Sunday, June 14, 2009

Adventures in XNA continued

This weekend I played around in XNA a little bit more (completely personal stuff, nothing to do with work, opinions are my own, etc). I'm still find it very fun for the most part but the lack of access to the metal can be frustrating at times.

For the most part I've just been experimenting with deferred lighting. As far as what I'm trying to accomplish, I view this stuff like a musician doing scales. Good practice, but the goal is to get familiar with the techniques rather than produce anything "real".

I'd already built up a quick and dirty deferred lighting implementation a couple months before. This weekend I removed some of the hacks I had, added HDR + bloom, threw in some simple terrain, played around with LogLuv encoding, and fixed some artifacts from my first pass implementation.

I suppose that sounds a lot but the nice thing about XNA is there are a bazillion samples out there. The deferred lighting is the thing I'm really concentrating on, so for the other stuff I just grabbed anything I could find. Terrain, and HDR and bloom came pretty much as-is from samples/demos, as did a FPS counter.

As far as the deferred lighting goes, I finally got the half texel offset stuff cleared up. In Direct3D 9, pixel coordinates and texture coordinates don't line up, so when doing something like sampling a normal buffer or lighting buffer, if you don't offset them properly you'll be sampling the lighting from the wrong texel. This entry by Wolfgang Engel was a big help here.

Reading Engel's ShaderX7 article, I also understood why the specular lighting has to be multiplied by n dot l, and fixed up some artifacts I would have due to that (mainly specular appearing on backfaces).

My first pass at HDR used FP16 render targets for everything. I changed the final apply lighting pass to encode into LogLUV, and then implemented the encoding for the lighting buffer suggested by Pat Wilson's article in ShaderX7. A side effect of the very simple material model I'm using allowed me to use a 8:8:8:8 buffer for this and still allow for high range when accumulating lighting. I currently don't have separate diffuse and specular albedo, so when I apply lighting the equation looks like this:

albedo*(diffuseLighting  + specularLighting)


This is part of the joy of a small demo - no artists telling me they have to have a separate specular albedo :). Anyway, I realized that I can just add those together before writing to the lighting buffer, and just do a straightforward encoding of the result in LogLUV space. I do want to put control of the glossiness in the material model, but that will require encoding the depth into 24 bits of a render target and then including an 8 bit specular power in the remainder. (I have to render depth to a separate target because XNA gives no facility for sampling the depth buffer).

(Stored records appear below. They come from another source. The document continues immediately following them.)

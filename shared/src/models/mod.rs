//! Data models
//!
//! Shared between the inventory, order, and gateway services (via API).
//! Record IDs use `surrealdb::RecordId` through the [`serde_helpers`]
//! adapters so JSON clients can send plain `"table:id"` strings.

pub mod serde_helpers;

pub mod category;
pub mod order;
pub mod product;

// Re-exports
pub use category::*;
pub use order::*;
pub use product::*;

In the process of all of this I wasn't quite getting the performance I wanted. I'm doing this on my Dell M1330 laptop which while no slouch, has trouble running World of Warcraft at a decent frame rate. But given such a simple scene, I was just shy of 60 fps so I decided to see if I could fire up NVPerfHUD and see what was going on. You can run NVPerfHUD with XNA apps, but a side effect I discovered is all vertex processing is done in software.

This is a bummer since it greatly throws off timings (a draw call for one mesh took 5 ms on the CPU for a unbelievably simple vertex shader), but I was able to find some GPU hotspots, some of which I at improved by pulling stuff out of the shader and on to the CPU.

Anyway, not sure how much I'll be working on this stuff but when I do I'll try to put the odd post up here. I haven't tried running my latest incarnation on the 360, which will probably be my next step. I think I've got the render targets set up so it should work, assuming the XNA runtime isn't doing anything retarded under the hood. But without PIX on the 360 it'll be hard to really dig into that.